Sam lekarz z katastrofy mało co pamięta. Dlatego też niewiele o niej mówi. Dopiero z mediów bądź od znajomych dowiadywał się o szczegółach tragedii. Lekarz nie pamiętał np. z iloma osobami rozmawiał przez telefon, gdy w rozbitym śmigłowcu czekał na pomoc.

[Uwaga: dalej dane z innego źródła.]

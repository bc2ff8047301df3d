use crate::frame::Frame;
use crate::render::context::RenderContext;
use crate::strip::Strip;

/// Fetch another channel's already-rendered frame for the multicam effect.
///
/// A missing or invalid source channel yields `None`, which the caller treats
/// as "nothing to composite".
pub(crate) fn multicam_frame(
    ctx: &RenderContext<'_>,
    strip: &Strip,
    timeline_frame: f32,
) -> Option<Frame> {
    if strip.multicam_source == 0 || strip.multicam_source >= strip.channel {
        return None;
    }
    let Some(sources) = ctx.sources else {
        tracing::warn!("multicam strip rendered without a source provider");
        return None;
    };
    sources.render_channel(ctx, strip.multicam_source, timeline_frame)
}

/// Render everything below the adjustment strip's channel, walking up the
/// meta-strip chain when the stack below is empty.
pub(crate) fn adjustment_frame(
    ctx: &RenderContext<'_>,
    strip: &Strip,
    timeline_frame: f32,
) -> Option<Frame> {
    let Some(sources) = ctx.sources else {
        tracing::warn!("adjustment strip rendered without a source provider");
        return None;
    };
    adjustment_impl(ctx, sources, strip, timeline_frame)
}

fn adjustment_impl(
    ctx: &RenderContext<'_>,
    sources: &dyn crate::render::context::SourceProvider,
    strip: &Strip,
    timeline_frame: f32,
) -> Option<Frame> {
    /* Clamp to the strip range so it behaves as if it had a "still frame"
     * offset; transition effects that don't overlap can't fail rendering
     * outside of the strip range. */
    let timeline_frame = timeline_frame
        .max(strip.left_handle as f32)
        .min((strip.right_handle - 1) as f32);

    let mut result = None;
    if strip.channel > 1 {
        result = sources.render_channel(ctx, strip.channel - 1, timeline_frame);
    }

    if result.is_none()
        && let Some(meta) = sources.meta_parent(strip)
    {
        result = adjustment_impl(ctx, sources, &meta, timeline_frame);
    }

    result
}

#[cfg(test)]
mod tests {
    use super::*;
    use crate::effects::EffectKind;
    use crate::render::context::{RenderContext, SourceProvider};

    struct StackProvider {
        /// Channels that have content, paired with the parent they belong to.
        channels: Vec<i32>,
        meta: Option<Strip>,
    }

    impl SourceProvider for StackProvider {
        fn render_channel(
            &self,
            _ctx: &RenderContext<'_>,
            channel: i32,
            _timeline_frame: f32,
        ) -> Option<Frame> {
            self.channels
                .contains(&channel)
                .then(|| Frame::new_byte(2, 2))
        }

        fn meta_parent(&self, _strip: &Strip) -> Option<Strip> {
            self.meta.clone()
        }
    }

    fn adjustment_strip(channel: i32) -> Strip {
        let mut strip = Strip::new(EffectKind::Adjustment);
        strip.channel = channel;
        strip.left_handle = 0;
        strip.right_handle = 10;
        strip
    }

    #[test]
    fn multicam_rejects_own_or_higher_channel() {
        let provider = StackProvider {
            channels: vec![1, 2, 3],
            meta: None,
        };
        let ctx = RenderContext::new(2, 2).with_sources(&provider);

        let mut strip = Strip::new(EffectKind::Multicam);
        strip.channel = 3;
        strip.multicam_source = 3;
        assert!(multicam_frame(&ctx, &strip, 0.0).is_none());
        strip.multicam_source = 0;
        assert!(multicam_frame(&ctx, &strip, 0.0).is_none());
        strip.multicam_source = 2;
        assert!(multicam_frame(&ctx, &strip, 0.0).is_some());
    }

    #[test]
    fn adjustment_renders_channel_below() {
        let provider = StackProvider {
            channels: vec![2],
            meta: None,
        };
        let ctx = RenderContext::new(2, 2).with_sources(&provider);
        let strip = adjustment_strip(3);
        assert!(adjustment_frame(&ctx, &strip, 5.0).is_some());
    }

    #[test]
    fn adjustment_walks_meta_chain_when_stack_is_empty() {
        let meta = adjustment_strip(5);
        let provider = StackProvider {
            channels: vec![4],
            meta: Some(meta),
        };
        let ctx = RenderContext::new(2, 2).with_sources(&provider);
        // Nothing below channel 1; the meta parent sits at channel 5 with
        // channel 4 below it.
        let strip = adjustment_strip(1);
        assert!(adjustment_frame(&ctx, &strip, 5.0).is_some());
    }

    #[test]
    fn adjustment_without_provider_degrades_to_none() {
        let ctx = RenderContext::new(2, 2);
        let strip = adjustment_strip(3);
        assert!(adjustment_frame(&ctx, &strip, 5.0).is_none());
    }
}
use crate::effects::pixel::PixelLayer;
use crate::params::{TransformInterpolation, TransformParams, TranslationUnits};

/// Fully resolved transform for one render, in output pixel space.
pub(crate) struct ResolvedTransform {
    scale_x: f32,
    scale_y: f32,
    translate_x: f32,
    translate_y: f32,
    sin: f32,
    cos: f32,
    interpolation: TransformInterpolation,
}

impl ResolvedTransform {
    /// Resolve parameter units against the output size and preview scale.
    pub(crate) fn new(
        params: &TransformParams,
        width: usize,
        height: usize,
        preview_scale: f32,
    ) -> Self {
        let (scale_x, scale_y) = if params.uniform_scale {
            (params.scale_x, params.scale_x)
        } else {
            (params.scale_x, params.scale_y)
        };

        let w = width as f32;
        let h = height as f32;
        let (translate_x, translate_y) = match params.units {
            TranslationUnits::Percent => (
                w * (params.translate_x / 100.0) + w / 2.0,
                h * (params.translate_y / 100.0) + h / 2.0,
            ),
            TranslationUnits::Pixels => (
                params.translate_x * preview_scale + w / 2.0,
                params.translate_y * preview_scale + h / 2.0,
            ),
        };

        let radians = params.rotation_deg.to_radians();
        Self {
            scale_x: if scale_x != 0.0 { scale_x } else { 1.0 },
            scale_y: if scale_y != 0.0 { scale_y } else { 1.0 },
            translate_x,
            translate_y,
            sin: radians.sin(),
            cos: radians.cos(),
            interpolation: params.interpolation,
        }
    }
}

/// Inverse-map output rows `start_line..start_line+lines` back into `src`.
pub(crate) fn transform_slice<T: PixelLayer>(
    t: &ResolvedTransform,
    width: usize,
    height: usize,
    src: &[T],
    start_line: usize,
    lines: usize,
    dst: &mut [T],
) {
    let half_x = width as f32 / 2.0;
    let half_y = height as f32 / 2.0;

    for yi in 0..lines {
        let y = (start_line + yi) as f32;
        for xi in 0..width {
            // Translate, rotate about the center, then scale.
            let xt = xi as f32 - t.translate_x;
            let yt = y - t.translate_y;
            let xr = t.cos * xt + t.sin * yt;
            let yr = -t.sin * xt + t.cos * yt;
            let u = xr / t.scale_x + half_x;
            let v = yr / t.scale_y + half_y;

            let col = match t.interpolation {
                TransformInterpolation::Nearest => sample_nearest(src, width, height, u, v),
                TransformInterpolation::Bilinear => sample_bilinear(src, width, height, u, v),
                TransformInterpolation::Bicubic => sample_bicubic(src, width, height, u, v),
            };
            let o = (yi * width + xi) * 4;
            T::store_premul(col, &mut dst[o..o + 4]);
        }
    }
}

fn tap<T: PixelLayer>(src: &[T], width: usize, height: usize, x: i64, y: i64) -> [f32; 4] {
    if x < 0 || y < 0 || x >= width as i64 || y >= height as i64 {
        return [0.0; 4];
    }
    let o = (y as usize * width + x as usize) * 4;
    T::load_premul(&src[o..])
}

fn sample_nearest<T: PixelLayer>(src: &[T], width: usize, height: usize, u: f32, v: f32) -> [f32; 4] {
    tap(src, width, height, u.floor() as i64, v.floor() as i64)
}

/* Sampling positions use the original's convention of pixel centers at
 * integer coordinates, so an identity transform is an exact copy. */

fn sample_bilinear<T: PixelLayer>(src: &[T], width: usize, height: usize, u: f32, v: f32) -> [f32; 4] {
    let uf = u.floor();
    let vf = v.floor();
    let fx = u - uf;
    let fy = v - vf;
    let x0 = uf as i64;
    let y0 = vf as i64;

    let c00 = tap(src, width, height, x0, y0);
    let c10 = tap(src, width, height, x0 + 1, y0);
    let c01 = tap(src, width, height, x0, y0 + 1);
    let c11 = tap(src, width, height, x0 + 1, y0 + 1);

    let mut out = [0f32; 4];
    for c in 0..4 {
        let top = c00[c] * (1.0 - fx) + c10[c] * fx;
        let bottom = c01[c] * (1.0 - fx) + c11[c] * fx;
        out[c] = top * (1.0 - fy) + bottom * fy;
    }
    out
}

/// Cubic B-spline weight for `|t| <= 2`.
fn bspline_weight(t: f32) -> f32 {
    let t = t.abs();
    if t < 1.0 {
        (3.0 * t * t * t - 6.0 * t * t + 4.0) / 6.0
    } else if t < 2.0 {
        let u = 2.0 - t;
        u * u * u / 6.0
    } else {
        0.0
    }
}

fn sample_bicubic<T: PixelLayer>(src: &[T], width: usize, height: usize, u: f32, v: f32) -> [f32; 4] {
    let uf = u.floor();
    let vf = v.floor();
    let fx = u - uf;
    let fy = v - vf;
    let x0 = uf as i64;
    let y0 = vf as i64;

    let mut out = [0f32; 4];
    for j in -1i64..=2 {
        let wy = bspline_weight(j as f32 - fy);
        if wy == 0.0 {
            continue;
        }
        for i in -1i64..=2 {
            let wx = bspline_weight(i as f32 - fx);
            if wx == 0.0 {
                continue;
            }
            let col = tap(src, width, height, x0 + i, y0 + j);
            let w = wx * wy;
            for c in 0..4 {
                out[c] += col[c] * w;
            }
        }
    }
    out
}

#[cfg(test)]
mod tests {
    use super::*;

    fn identity() -> TransformParams {
        TransformParams::default()
    }

    fn solid_frame(w: usize, h: usize) -> Vec<f32> {
        let mut px = vec![0f32; w * h * 4];
        for p in px.chunks_exact_mut(4) {
            p.copy_from_slice(&[0.25, 0.5, 0.75, 1.0]);
        }
        px
    }

    #[test]
    fn identity_transform_is_a_copy() {
        let (w, h) = (6usize, 4usize);
        let src = solid_frame(w, h);
        let mut dst = vec![0f32; w * h * 4];
        let t = ResolvedTransform::new(&identity(), w, h, 1.0);
        transform_slice(&t, w, h, &src, 0, h, &mut dst);
        for (a, b) in src.iter().zip(dst.iter()) {
            assert!((a - b).abs() < 1e-5);
        }
    }

    #[test]
    fn translate_pushes_content_out_of_frame() {
        let (w, h) = (6usize, 6usize);
        let src = solid_frame(w, h);
        let mut dst = vec![0f32; w * h * 4];
        let params = TransformParams {
            translate_x: 100.0,
            ..identity()
        };
        let t = ResolvedTransform::new(&params, w, h, 1.0);
        transform_slice(&t, w, h, &src, 0, h, &mut dst);
        // Everything shifted a full frame to the right; left column is border.
        assert_eq!(dst[3], 0.0);
    }

    #[test]
    fn bilinear_border_is_transparent() {
        let col = sample_bilinear::<f32>(&[1.0, 1.0, 1.0, 1.0], 1, 1, -5.0, -5.0);
        assert_eq!(col, [0.0; 4]);
    }

    #[test]
    fn bspline_weights_sum_to_one() {
        for &f in &[0.0f32, 0.25, 0.5, 0.9] {
            let sum: f32 = (-1..=2).map(|i| bspline_weight(i as f32 - f)).sum();
            assert!((sum - 1.0).abs() < 1e-5);
        }
    }

    #[test]
    fn double_scale_keeps_center_samples_inside() {
        let (w, h) = (8usize, 8usize);
        let src = solid_frame(w, h);
        let mut dst = vec![0f32; w * h * 4];
        let params = TransformParams {
            scale_x: 2.0,
            scale_y: 2.0,
            ..identity()
        };
        let t = ResolvedTransform::new(&params, w, h, 1.0);
        transform_slice(&t, w, h, &src, 0, h, &mut dst);
        let center = ((h / 2) * w + w / 2) * 4;
        assert!(dst[center + 3] > 0.9);
    }
}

- Pamiętam z wypadku tylko trzask. Nie staram się też sobie czegoś na siłę przypominać. Może dlatego psychicznie ten wypadek w ogóle mnie nie zmienił. I jeżeli była by dzisiaj taka sama sytuacja, jak rok temu, to też bym w takich trudnych warunkach poleciał. - zapewnia Andrzej Nabzdyk. - Choć teraz śmigłowcem nie latam, rodzina mi zabroniła, bo boi się o mnie.

Nowoczesna proteza

Lekarz nie ukrywa, że tak dobrze daje sobie radę dzięki nowoczesnej protezie sfinansowanej przez Ministerstwo Zdrowia. Pozwala ona mu bez problemów chodzić kilkanaście godzin na dobę. Nabzdyk śmiejąc się przyznaje nawet, że nieraz bardziej dokucza mu zdrowa noga. Dzięki nowoczesnej, sztucznej protezie może robić prawie wszystko. Myśli nawet o wyjeździe na narty.

- Jedyną uciążliwością jest to, że trochę czasu trzeba poświęcić rano, by się rozruszać. Niektóre czynności robię też wolniej i jestem uzależniony od prądu, bo proteza jest na baterię. Ale poza tym to naprawdę nie mogę narzekać  - opowiada z uśmiechem na twarzy lekarz.

Wrocławskiego lekarza z mediów kojarzą też pacjenci, którzy pytają, czy to faktycznie on. Sam lekarz śmiejąc się mówił nam, że nawet myślał o zapuszczeniu brody i wąsów, by nie być tak łatwo rozpoznawalnym. Choć nie ukrywa, że jego kalectwo w jakiś sposób uwiarygodnia go w oczach chorych.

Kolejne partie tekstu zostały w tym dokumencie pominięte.